Nicolau, Bispo, Servo dos servos de Deus.
Para a perpétua memória.

Papa Nicolau V
O Romano Pontífice, sucessor daquele que tem as chaves do reino celestial, e vigário de Jesus Cristo, debruçando-se com paternal cuidado sobre todas as regiões do mundo, e sobre as qualidades dos diversos povos que nelas vivem, procurando e desejando alcançar a salvação de cada um destes, ordena e dispõe salutarmente com deliberação propícia, coisa que estima ser do agrado da Divina Majestade, a fim de que as ovelhas que do alto lhe foram confiadas sejam reduzidas ao único redil do Senhor e obtenham para si o prémio da felicidade eterna, e empetre o perdão às almas.

Com a ajuda do Senhor, isto acreditamos provir se ajudarmos com favor condigno e graças especiais àqueles reis e príncipes católicos que, como campeões da Fé cristã e lutadores intrépidos, não só reprimem a crueldade dos sarracenos e restantes infiéis inimigos do nome cristão, mas também os combatem, a eles e seus reinos e lugares - em partes remotíssimas, e por Nós desconhecidas - para a defesa e aumento da mesma Fé e os submetem ao seu domínio temporal, não olhando a trabalhos e gastos, como sabemos pela evidência dos factos. E assim o fazemos, para que os ditos reis e príncipes, suportando qualquer gasto, se animem a prosseguir e ampliar esta obra tão digna de louvor e saudável.

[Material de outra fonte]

//! Pattern rules used to classify sampled values.
//!
//! A [`Rule`] pairs a regular expression with an optional structural
//! validator. A regex hit that fails validation is discarded, so for example
//! a sixteen digit number that fails the Luhn checksum is never reported as a
//! payment card.
//!
//! [`RuleSet::builtin`] provides the default catalogue. [`RuleSet::select`]
//! narrows it to the rules a scan asked for, producing [`ActiveRules`], which
//! is what the orchestrator evaluates records against. Evaluation is pure and
//! safe to share between concurrent unit-scans.

use crate::adapters::config::ScanOptions;
use crate::error::{Result, ScanError};
use crate::models::SampledRecord;
use regex::Regex;
use serde::{Deserialize, Serialize};
use std::collections::{BTreeMap, BTreeSet};

/// Identifier given to the ad-hoc rule built from `custom_pattern`.
pub const CUSTOM_RULE_ID: &str = "custom";

/// Structural check applied to a regex candidate.
pub type Validator = fn(&str) -> bool;

/// Kind of personal data a rule detects.
#[derive(Debug, Clone, Copy, PartialEq, Eq, Hash, Serialize, Deserialize)]
#[serde(rename_all = "snake_case")]
pub enum RuleCategory {
    Email,
    CreditCard,
    Ssn,
    Phone,
    Network,
    Custom,
}

/// How likely a validated hit is to be real personal data.
#[derive(Debug, Clone, Copy, PartialEq, Eq, Hash, Serialize, Deserialize)]
#[serde(rename_all = "snake_case")]
pub enum Confidence {
    High,
    Medium,
    Low,
}

/// A named detector for one category of personal data.
#[derive(Debug, Clone)]
pub struct Rule {
    id: String,
    category: RuleCategory,
    confidence: Confidence,
    description: String,
    pattern: Regex,
    validator: Option<Validator>,
}

impl Rule {
    /// Compiles a rule from a regex source string.
    ///
    /// # Errors
    /// Returns a configuration error if the pattern is not a valid regex.
    pub fn new(id: impl Into<String>, category: RuleCategory, pattern: &str) -> Result<Self> {
        let id = id.into();
        let pattern = Regex::new(pattern).map_err(|e| {
            ScanError::configuration(format!("Invalid pattern for rule '{}': {}", id, e))
        })?;

        Ok(Self {
            id,
            category,
            confidence: Confidence::Medium,
            description: String::new(),
            pattern,
            validator: None,
        })
    }

    /// Builds the ad-hoc rule for a user-supplied pattern.
    pub fn custom(pattern: &str) -> Result<Self> {
        Ok(Self::new(CUSTOM_RULE_ID, RuleCategory::Custom, pattern)?
            .with_description("Custom pattern"))
    }

    /// Builder method to attach a structural validator.
    pub fn with_validator(mut self, validator: Validator) -> Self {
        self.validator = Some(validator);
        self
    }

    /// Builder method to set the confidence level.
    pub fn with_confidence(mut self, confidence: Confidence) -> Self {
        self.confidence = confidence;
        self
    }

    /// Builder method to set a human-readable description.
    pub fn with_description(mut self, description: impl Into<String>) -> Self {
        self.description = description.into();
        self
    }

    pub fn id(&self) -> &str {
        &self.id
    }

    pub fn category(&self) -> RuleCategory {
        self.category
    }

    pub fn confidence(&self) -> Confidence {
        self.confidence
    }

    pub fn description(&self) -> &str {
        &self.description
    }

    pub fn pattern(&self) -> &str {
        self.pattern.as_str()
    }

    pub fn has_validator(&self) -> bool {
        self.validator.is_some()
    }

    /// Returns the first candidate in `value` that passes validation.
    pub fn find<'a>(&self, value: &'a str) -> Option<&'a str> {
        self.pattern
            .find_iter(value)
            .map(|m| m.as_str())
            .find(|candidate| self.validator.is_none_or(|validate| validate(candidate)))
    }

    /// Whether any candidate in `value` passes validation.
    pub fn is_match(&self, value: &str) -> bool {
        self.find(value).is_some()
    }
}

/// One validated rule hit on one field of one record.
#[derive(Debug, Clone, PartialEq, Eq)]
pub struct FieldMatch {
    pub field: String,
    pub rule_id: String,
    /// The literal matched text
    pub value: String,
}

/// Immutable catalogue of rules keyed by id.
#[derive(Debug, Clone, Default)]
pub struct RuleSet {
    rules: BTreeMap<String, Rule>,
}

impl RuleSet {
    /// Creates an empty rule set.
    pub fn new() -> Self {
        Self::default()
    }

    /// The default detector catalogue.
    ///
    /// # Errors
    /// Only fails if a built-in pattern does not compile.
    pub fn builtin() -> Result<Self> {
        let rules = vec![
            Rule::new(
                "email",
                RuleCategory::Email,
                r"\b[a-zA-Z0-9._%+-]+@[a-zA-Z0-9.-]+\.[a-zA-Z]{2,}\b",
            )?
            .with_confidence(Confidence::High)
            .with_description("Email address"),
            Rule::new(
                "credit_card",
                RuleCategory::CreditCard,
                concat!(
                    r"\b(?:",
                    r"4\d{3}(?:[\s._\-–]?\d{4}){3}",
                    r"|5[1-5]\d{2}(?:[\s._\-–]?\d{4}){3}",
                    r"|3[47]\d{2}[\s._\-–]?\d{6}[\s._\-–]?\d{5}",
                    r"|6011(?:[\s._\-–]?\d{4}){3}",
                    r")\b"
                ),
            )?
            .with_validator(luhn_valid)
            .with_confidence(Confidence::High)
            .with_description("Payment card number (Visa, MasterCard, AmEx, Discover)"),
            Rule::new(
                "credit_card_masked",
                RuleCategory::CreditCard,
                r"\b\d{4}[-\s]?(?:[\*X]{4}[-\s]?){1,2}\d{4}\b",
            )?
            .with_confidence(Confidence::Medium)
            .with_description("Masked payment card number"),
            Rule::new("ssn", RuleCategory::Ssn, r"\b\d{3}[-\s]?\d{2}[-\s]?\d{4}\b")?
                .with_validator(ssn_valid)
                .with_confidence(Confidence::Medium)
                .with_description("US Social Security Number"),
            Rule::new(
                "phone",
                RuleCategory::Phone,
                r"(?:\+\d{1,3}\s?)?\(?\b\d{3}\)?[\s.-]?\d{3}[\s.-]?\d{4}\b",
            )?
            .with_validator(phone_valid)
            .with_confidence(Confidence::Medium)
            .with_description("Phone number"),
            Rule::new(
                "ipv4",
                RuleCategory::Network,
                r"\b\d{1,3}\.\d{1,3}\.\d{1,3}\.\d{1,3}\b",
            )?
            .with_validator(ipv4_valid)
            .with_confidence(Confidence::Low)
            .with_description("IPv4 address"),
            Rule::new(
                "ipv6",
                RuleCategory::Network,
                r"(?i)\b(?:[a-f0-9]{1,4}:){7}[a-f0-9]{1,4}\b",
            )?
            .with_confidence(Confidence::Low)
            .with_description("IPv6 address"),
            Rule::new(
                "mac",
                RuleCategory::Network,
                r"\b(?:[0-9A-Fa-f]{2}[:-]){5}[0-9A-Fa-f]{2}\b",
            )?
            .with_confidence(Confidence::Low)
            .with_description("MAC address"),
        ];

        let mut set = Self::new();
        for rule in rules {
            set.insert(rule);
        }
        Ok(set)
    }

    /// Adds or replaces a rule.
    pub fn insert(&mut self, rule: Rule) {
        self.rules.insert(rule.id.clone(), rule);
    }

    pub fn get(&self, id: &str) -> Option<&Rule> {
        self.rules.get(id)
    }

    pub fn contains(&self, id: &str) -> bool {
        self.rules.contains_key(id)
    }

    /// Rule ids in sorted order.
    pub fn ids(&self) -> impl Iterator<Item = &str> {
        self.rules.keys().map(String::as_str)
    }

    pub fn len(&self) -> usize {
        self.rules.len()
    }

    pub fn is_empty(&self) -> bool {
        self.rules.is_empty()
    }

    /// Resolves the rules a scan applies.
    ///
    /// `only_patterns` restricts the catalogue, `except_patterns` removes from
    /// it, and `custom_pattern` adds the [`CUSTOM_RULE_ID`] rule.
    ///
    /// # Errors
    /// Returns a configuration error for an unknown rule id, an invalid custom
    /// pattern, or a selection that leaves nothing to apply.
    pub fn select(&self, options: &ScanOptions) -> Result<ActiveRules> {
        for id in options.only_patterns.iter().chain(&options.except_patterns) {
            if !self.contains(id) && id != CUSTOM_RULE_ID {
                return Err(ScanError::configuration(format!(
                    "Unknown pattern '{}'",
                    id
                )));
            }
        }

        let mut selected: Vec<Rule> = self
            .rules
            .values()
            .filter(|rule| {
                options.only_patterns.is_empty() || options.only_patterns.contains(&rule.id)
            })
            .filter(|rule| !options.except_patterns.contains(&rule.id))
            .cloned()
            .collect();

        if let Some(pattern) = &options.custom_pattern {
            selected.push(Rule::custom(pattern)?);
        }

        ActiveRules::new(selected)
    }

    /// Rebuilds an active set from explicit ids, as carried by a distributed task.
    pub fn select_ids(&self, ids: &[String], custom_pattern: Option<&str>) -> Result<ActiveRules> {
        let mut selected = Vec::with_capacity(ids.len());
        for id in ids {
            if id == CUSTOM_RULE_ID {
                let pattern = custom_pattern.ok_or_else(|| {
                    ScanError::configuration("Task requests the custom rule without a pattern")
                })?;
                selected.push(Rule::custom(pattern)?);
                continue;
            }
            let rule = self
                .get(id)
                .ok_or_else(|| ScanError::configuration(format!("Unknown pattern '{}'", id)))?;
            selected.push(rule.clone());
        }
        ActiveRules::new(selected)
    }
}

/// The rules applied by one scan, sorted by id.
#[derive(Debug, Clone)]
pub struct ActiveRules {
    rules: Vec<Rule>,
}

impl ActiveRules {
    fn new(mut rules: Vec<Rule>) -> Result<Self> {
        if rules.is_empty() {
            return Err(ScanError::configuration(
                "Pattern selection leaves no rules to apply",
            ));
        }
        rules.sort_by(|a, b| a.id.cmp(&b.id));
        rules.dedup_by(|a, b| a.id == b.id);
        Ok(Self { rules })
    }

    pub fn ids(&self) -> BTreeSet<String> {
        self.rules.iter().map(|r| r.id.clone()).collect()
    }

    pub fn contains(&self, id: &str) -> bool {
        self.rules.iter().any(|r| r.id == id)
    }

    pub fn rules(&self) -> &[Rule] {
        &self.rules
    }

    pub fn len(&self) -> usize {
        self.rules.len()
    }

    pub fn is_empty(&self) -> bool {
        self.rules.is_empty()
    }

    /// Applies every active rule to every field of `record`.
    ///
    /// Yields at most one hit per (field, rule), carrying the first
    /// candidate that passed validation.
    pub fn evaluate(&self, record: &SampledRecord) -> Vec<FieldMatch> {
        let mut hits = Vec::new();
        for (field, value) in record.iter() {
            if value.is_empty() {
                continue;
            }
            for rule in &self.rules {
                if let Some(candidate) = rule.find(value) {
                    hits.push(FieldMatch {
                        field: field.to_string(),
                        rule_id: rule.id.clone(),
                        value: candidate.to_string(),
                    });
                }
            }
        }
        hits
    }
}

fn digits(value: &str) -> Vec<u32> {
    value.chars().filter_map(|c| c.to_digit(10)).collect()
}

/// Luhn (mod 10) checksum over the digits in `value`.
pub fn luhn_valid(value: &str) -> bool {
    let digits = digits(value);
    if !(13..=19).contains(&digits.len()) {
        return false;
    }

    let sum: u32 = digits
        .iter()
        .rev()
        .enumerate()
        .map(|(idx, &d)| {
            if idx % 2 == 1 {
                let doubled = d * 2;
                if doubled > 9 { doubled - 9 } else { doubled }
            } else {
                d
            }
        })
        .sum();

    sum % 10 == 0
}

/// Rejects SSNs the issuing authority never assigns.
pub fn ssn_valid(value: &str) -> bool {
    let digits = digits(value);
    if digits.len() != 9 {
        return false;
    }
    let area = digits[0] * 100 + digits[1] * 10 + digits[2];
    let group = digits[3] * 10 + digits[4];
    let serial = digits[5..].iter().fold(0, |acc, d| acc * 10 + d);

    area != 0 && area != 666 && area < 900 && group != 0 && serial != 0
}

fn phone_valid(value: &str) -> bool {
    (10..=15).contains(&digits(value).len())
}

fn ipv4_valid(value: &str) -> bool {
    value
        .split('.')
        .all(|octet| octet.parse::<u16>().is_ok_and(|n| n <= 255))
}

Recentemente, chegou aos Nosso ouvidos, não sem grande regozijo e alegria para o Nosso espírito, que o nosso dilecto filho e nobre varão, o Infante D. Henrique de Portugal, tio do nosso queridíssimo filho em Cristo, D. Afonso, ilustre Rei de Portugal e Algarve, seguindo as pegadas do seu pai D. João, de clara memória, Rei dos mencionados Reinos, abrasado no ardor da Fé e em zelo pela salvação das almas, como católico e verdadeiro soldado de Cristo criador de todas as coisas, e como acérrimo e fortíssimo defensor da sua Fé e lutador intrépido, aspira ardentemente desde tenra idade a que o nome do mesmo glorioso Criador seja difundido, exaltado e venerado, em todas as terras, da orbe até aos lugares mais remotos e desconhecidos, assim como aqueles inimigos da milagrosa Cruz na qual somos redimidos, quer dizer, os pérfidos sarracenos e todos os outros infiéis, para que sejam trazidos ao grémio da sua Fé.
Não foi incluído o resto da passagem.